Diante do envolvimento da comunidade acadêmica e crescimento do projeto, Monica permite-se sonhar um pouco mais alto. “Imaginamos que o envolvimento seria apenas dos cursos da área da saúde, mas temos desde estudantes de direito, agronomia, licenciaturas, jornalismo, ciência da computação, entre outros, participando do projeto. Grupos de pesquisa da UPF tem vindo fazer pesquisa com os alunos. Já tivemos publicações em revistas cientificas e tudo isso vai criando em nós um desejo de criar um curso de especialização multiprofissional para atender a criança com diabetes. No futuro nosso sonho é montar um Hospital Dia para atender essas crianças”, conclui.

 

A ROTINA EM CASA

O controle do diabetes, entretanto, não se resume à injeção de insulina. De acordo com Thiago, o sucesso depende de vários fatores, sendo fundamental que a criança e seus familiares conheçam a doença. “Eu costumo resumo o manejo excelente em três pilares: (1) Terapia com insulina adequada; (2) Dieta equilibrada e compatível com a fase de desenvolvimento do indivíduo; (3) Atividade física. A realização adequada dessas três variáveis aumenta muito a chance de controlar a glicemia e ter êxito na terapia. É por isso que o tratamento do diabetes é sempre multidisciplinar, ou seja, com vários profissionais auxiliando nos mais diferentes campos”, explica.

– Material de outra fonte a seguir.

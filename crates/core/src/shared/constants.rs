pub const IMAGE_EXTENSIONS: &[&str] = &["jpg", "jpeg", "png", "bmp", "tiff", "tif", "webp"];

/// File names of the stock OpenCV cascades looked up inside a cascade directory.
pub const HUMAN_FACE_CASCADE: &str = "haarcascade_frontalface_alt.xml";
pub const CAT_FACE_CASCADE: &str = "haarcascade_frontalcatface.xml";
pub const LEFT_EYE_CASCADE: &str = "haarcascade_lefteye_2splits.xml";
pub const RIGHT_EYE_CASCADE: &str = "haarcascade_righteye_2splits.xml";

/// Label carried by blobs that have not been classified.
pub const UNKNOWN_LABEL: u32 = 0;
//! Oriented FAST corners with steered BRIEF descriptors.
//!
//! Single-scale variant: corners come from FAST-9 on the input image, each
//! gets an intensity-centroid orientation, and the descriptor compares 256
//! rotated point pairs on a Gaussian-smoothed copy.

use image::GrayImage;
use imageproc::corners::{corners_fast9, Corner};
use imageproc::filter::gaussian_blur_f32;
use rand::rngs::StdRng;
use rand::{Rng, SeedableRng};

use crate::features::domain::feature_extractor::{
    brute_force_match, BinaryDescriptor, DescriptorMatch, Descriptors, FeatureExtractor,
};

pub const DEFAULT_MAX_FEATURES: usize = 500;
pub const DEFAULT_FAST_THRESHOLD: u8 = 20;

/// Keypoints closer than this to the border are dropped so rotated sample
/// pairs stay inside the image.
const EDGE_THRESHOLD: u32 = 31;
const ORIENTATION_RADIUS: i32 = 15;
const PATTERN_RADIUS: i32 = 13;
const PATTERN_PAIRS: usize = 256;
const PATTERN_SEED: u64 = 0x6f72_625f_7061_7474;
const SMOOTHING_SIGMA: f32 = 2.0;

type PointPair = ((i32, i32), (i32, i32));

pub struct OrbExtractor {
    max_features: usize,
    fast_threshold: u8,
    pattern: Vec<PointPair>,
}

impl OrbExtractor {
    pub fn new() -> Self {
        Self::with_params(DEFAULT_MAX_FEATURES, DEFAULT_FAST_THRESHOLD)
    }

    pub fn with_params(max_features: usize, fast_threshold: u8) -> Self {
        Self {
            max_features,
            fast_threshold,
            pattern: sampling_pattern(),
        }
    }

    fn keypoints(&self, image: &GrayImage) -> Vec<Corner> {
        let (w, h) = image.dimensions();
        if w <= 2 * EDGE_THRESHOLD || h <= 2 * EDGE_THRESHOLD {
            return Vec::new();
        }
        let mut corners: Vec<Corner> = corners_fast9(image, self.fast_threshold)
            .into_iter()
            .filter(|c| {
                c.x >= EDGE_THRESHOLD
                    && c.y >= EDGE_THRESHOLD
                    && c.x < w - EDGE_THRESHOLD
                    && c.y < h - EDGE_THRESHOLD
            })
            .collect();
        corners.sort_by(|a, b| b.score.total_cmp(&a.score));
        corners.truncate(self.max_features);
        corners
    }

    fn describe(&self, smoothed: &GrayImage, corner: &Corner, angle: f32) -> BinaryDescriptor {
        let (sin, cos) = angle.sin_cos();
        let at = |(dx, dy): (i32, i32)| -> u8 {
            let rx = (dx as f32 * cos - dy as f32 * sin).round() as i32;
            let ry = (dx as f32 * sin + dy as f32 * cos).round() as i32;
            let x = (corner.x as i32 + rx) as u32;
            let y = (corner.y as i32 + ry) as u32;
            smoothed.get_pixel(x, y)[0]
        };

        let mut descriptor = [0u8; 32];
        for (bit, &(p, q)) in self.pattern.iter().enumerate() {
            if at(p) < at(q) {
                descriptor[bit / 8] |= 1 << (bit % 8);
            }
        }
        descriptor
    }
}

impl Default for OrbExtractor {
    fn default() -> Self {
        Self::new()
    }
}

impl FeatureExtractor for OrbExtractor {
    fn detect_and_compute(&self, image: &GrayImage) -> Descriptors {
        let corners = self.keypoints(image);
        if corners.is_empty() {
            return Descriptors::Binary(Vec::new());
        }
        let smoothed = gaussian_blur_f32(image, SMOOTHING_SIGMA);
        let descriptors = corners
            .iter()
            .map(|c| self.describe(&smoothed, c, intensity_centroid_angle(image, c.x, c.y)))
            .collect();
        Descriptors::Binary(descriptors)
    }

    fn match_descriptors(&self, query: &Descriptors, train: &Descriptors) -> Vec<DescriptorMatch> {
        match (query, train) {
            (Descriptors::Binary(q), Descriptors::Binary(t)) => brute_force_match(q, t, hamming),
            _ => {
                log::warn!("ORB matcher received non-binary descriptors, skipping match");
                Vec::new()
            }
        }
    }

    fn name(&self) -> &'static str {
        "orb"
    }
}

pub fn hamming(a: &BinaryDescriptor, b: &BinaryDescriptor) -> f32 {
    a.iter()
        .zip(b.iter())
        .map(|(x, y)| (x ^ y).count_ones())
        .sum::<u32>() as f32
}

/// Orientation of the patch's intensity centroid relative to its center.
fn intensity_centroid_angle(image: &GrayImage, cx: u32, cy: u32) -> f32 {
    let r = ORIENTATION_RADIUS;
    let (mut m01, mut m10) = (0i64, 0i64);
    for dy in -r..=r {
        let span = ((r * r - dy * dy) as f32).sqrt() as i32;
        for dx in -span..=span {
            let v = image.get_pixel((cx as i32 + dx) as u32, (cy as i32 + dy) as u32)[0] as i64;
            m10 += dx as i64 * v;
            m01 += dy as i64 * v;
        }
    }
    (m01 as f32).atan2(m10 as f32)
}

/// Deterministic BRIEF test pairs inside the pattern radius.
fn sampling_pattern() -> Vec<PointPair> {
    let mut rng = StdRng::seed_from_u64(PATTERN_SEED);
    let mut point = move || {
        (
            rng.random_range(-PATTERN_RADIUS..=PATTERN_RADIUS),
            rng.random_range(-PATTERN_RADIUS..=PATTERN_RADIUS),
        )
    };
    (0..PATTERN_PAIRS).map(|_| (point(), point())).collect()
}

#[cfg(test)]
mod tests {
    use super::*;

    /// Scattered bright squares produce plenty of FAST corners.
    fn textured(w: u32, h: u32) -> GrayImage {
        GrayImage::from_fn(w, h, |x, y| {
            let cell = ((x / 9) * 7 + (y / 11) * 13) % 5;
            image::Luma([if cell < 2 { 230 } else { 20 }])
        })
    }

    #[test]
    fn test_textured_image_has_keypoints() {
        let orb = OrbExtractor::new();
        let d = orb.detect_and_compute(&textured(120, 100));
        assert!(matches!(d, Descriptors::Binary(_)));
        assert!(!d.is_empty());
        assert!(d.len() <= DEFAULT_MAX_FEATURES);
    }

    #[test]
    fn test_flat_image_has_no_keypoints() {
        let orb = OrbExtractor::new();
        let flat = GrayImage::from_pixel(100, 100, image::Luma([128]));
        assert!(orb.detect_and_compute(&flat).is_empty());
    }

    #[test]
    fn test_tiny_image_has_no_keypoints() {
        let orb = OrbExtractor::new();
        assert!(orb.detect_and_compute(&textured(40, 40)).is_empty());
    }

    #[test]
    fn test_max_features_caps_output() {
        let orb = OrbExtractor::with_params(5, DEFAULT_FAST_THRESHOLD);
        assert!(orb.detect_and_compute(&textured(160, 160)).len() <= 5);
    }

    #[test]
    fn test_identical_images_match_at_zero_distance() {
        let orb = OrbExtractor::new();
        let img = textured(120, 100);
        let a = orb.detect_and_compute(&img);
        let b = orb.detect_and_compute(&img);
        let matches = orb.match_descriptors(&a, &b);
        assert_eq!(matches.len(), a.len());
        assert!(matches.iter().all(|m| m.distance == 0.0));
    }

    #[test]
    fn test_pattern_is_deterministic() {
        assert_eq!(sampling_pattern(), sampling_pattern());
        assert_eq!(sampling_pattern().len(), PATTERN_PAIRS);
    }

    #[test]
    fn test_hamming() {
        let a = [0u8; 32];
        let mut b = [0u8; 32];
        b[0] = 0b1011;
        b[31] = 0xff;
        assert_eq!(hamming(&a, &b), 11.0);
        assert_eq!(hamming(&b, &b), 0.0);
    }

    #[test]
    fn test_mismatched_kinds_yield_no_matches() {
        let orb = OrbExtractor::new();
        let bin = Descriptors::Binary(vec![[0; 32]]);
        let float = Descriptors::Float(vec![vec![0.0; 64]]);
        assert!(orb.match_descriptors(&bin, &float).is_empty());
    }

    #[test]
    fn test_centroid_angle_points_toward_bright_side() {
        let img = GrayImage::from_fn(40, 40, |x, _| image::Luma([if x > 20 { 255 } else { 0 }]));
        let angle = intensity_centroid_angle(&img, 20, 20);
        assert!(angle.abs() < 0.1, "angle {angle}");
    }
}
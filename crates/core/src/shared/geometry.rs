use serde::Serialize;

/// Axis-aligned integer rectangle in pixel coordinates.
#[derive(Clone, Copy, Debug, Default, PartialEq, Eq, Serialize)]
pub struct Rect {
    pub x: i32,
    pub y: i32,
    pub width: i32,
    pub height: i32,
}

impl Rect {
    pub fn new(x: i32, y: i32, width: i32, height: i32) -> Self {
        Self {
            x,
            y,
            width,
            height,
        }
    }

    pub fn right(&self) -> i32 {
        self.x + self.width
    }

    pub fn bottom(&self) -> i32 {
        self.y + self.height
    }

    pub fn area(&self) -> i64 {
        self.width.max(0) as i64 * self.height.max(0) as i64
    }

    pub fn is_empty(&self) -> bool {
        self.width <= 0 || self.height <= 0
    }

    pub fn intersects(&self, other: &Rect) -> bool {
        intersects(self, other)
    }

    /// Maps a rectangle found on a resized image back to the source scale.
    ///
    /// Every component is divided by `factor` and truncated toward zero.
    pub fn unscaled(&self, factor: f64) -> Rect {
        Rect {
            x: (self.x as f64 / factor) as i32,
            y: (self.y as f64 / factor) as i32,
            width: (self.width as f64 / factor) as i32,
            height: (self.height as f64 / factor) as i32,
        }
    }

    pub fn translated(&self, dx: i32, dy: i32) -> Rect {
        Rect {
            x: self.x + dx,
            y: self.y + dy,
            ..*self
        }
    }

    /// Intersection with `[0, width) x [0, height)`.
    pub fn clamped(&self, width: u32, height: u32) -> Rect {
        let x0 = self.x.clamp(0, width as i32);
        let y0 = self.y.clamp(0, height as i32);
        let x1 = self.right().clamp(0, width as i32);
        let y1 = self.bottom().clamp(0, height as i32);
        Rect {
            x: x0,
            y: y0,
            width: (x1 - x0).max(0),
            height: (y1 - y0).max(0),
        }
    }
}

/// 2D point with sub-pixel precision.
#[derive(Clone, Copy, Debug, Default, PartialEq, Serialize)]
pub struct Point {
    pub x: f32,
    pub y: f32,
}

impl Point {
    pub fn new(x: f32, y: f32) -> Self {
        Self { x, y }
    }

    pub fn scaled(&self, factor: f32) -> Point {
        Point::new(self.x * factor, self.y * factor)
    }

    pub fn offset(&self, dx: f32, dy: f32) -> Point {
        Point::new(self.x + dx, self.y + dy)
    }

    pub fn rounded(&self) -> (i32, i32) {
        (self.x.round() as i32, self.y.round() as i32)
    }
}

/// Open-interval overlap test on both axes.
///
/// Rectangles that only share an edge do not intersect.
pub fn intersects(r0: &Rect, r1: &Rect) -> bool {
    r0.x < r1.right() && r0.right() > r1.x && r0.y < r1.bottom() && r0.bottom() > r1.y
}
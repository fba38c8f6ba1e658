pub mod face_detector;
pub mod haar_cascade;
pub mod rect_grouping;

Na vida cotidiana de Keli e Kauã, a mudança na rotina foi drástica. “Lidar com o diabetes não é tão fácil quanto parece. Não é só açúcar que deve ser controlado, mas a alimentação toda. Mudamos tudo em casa optamos pela versão integral dos carboidratos, abolimos o açúcar e usamos apenas adoçante. Sempre preferimos as frutas, verduras e produtos dietéticos, mas ainda há uma grande deficiência no mercado quanto a esses produtos e o custo deles é altíssimo”, conta Keli.

Enquanto a mãe acompanha as notícias diariamente sobre o avanço de tratamentos menos invasivos, o jovem de 13 anos se dedica a escola e as atividades físicas como futebol, tae-kwon-do e skate. “A medicina está muito avançada em algumas áreas, mas deixa a desejar no diabetes, que é uma doença que afeta pessoas pelo mundo todo. Acredito que num futuro próximo possamos ter um tratamento por via oral, abolindo a insulina injetável, dando uma qualidade de vida muito melhor aos pacientes diabéticos”, espera a mãe.

 

NÃO SEJA ESSA PESSOA

 

Se a informação é a melhor aliada para o controle adequado do diabetes, confira estes quatro mitos sobre o diabetes explicando pelo Dr. Thiago e perceba o que não falar sobre a doença. Na dúvida sobre o que falar, escolha sempre ser gentil e pedir informações sem julgamentos prévios.

 

1. “Você teve diabetes porque comeu muito doce? ”

O diabetes tipo 1 apareceria de qualquer forma, independente da alimentação ou estilo de vida, já que se trata de uma doença com predisposição genética.

 

2.“Filho não brinca com aquela criança diabética porque ela pode te passar a doença. ”

Não existe a menor possibilidade de passar diabetes para alguém, já que a doença não é contagiosa.

 

3.“Cuidado para não usar muita insulina. Isso vicia, viu? ” porque ela pode te passar a doença”

A insulina não é um medicamento com potencial de causar dependência. Os pacientes com diabetes tipo 1 precisam usar insulina por toda a vida porque, se pararem de usá-la, podem ter complicações graves e óbito.

 

4."Eu vi na televisão que os diabéticos precisam de dieta específica”

A alimentação do diabético não tem diferença da alimentação de quem quer ser saudável e cuidar da saúde O paciente com diabetes pode, eventualmente, comer doces, desde que seja com moderação e com correção adequada com insulina. Isso deve ser discutido com o endocrinologista da criança.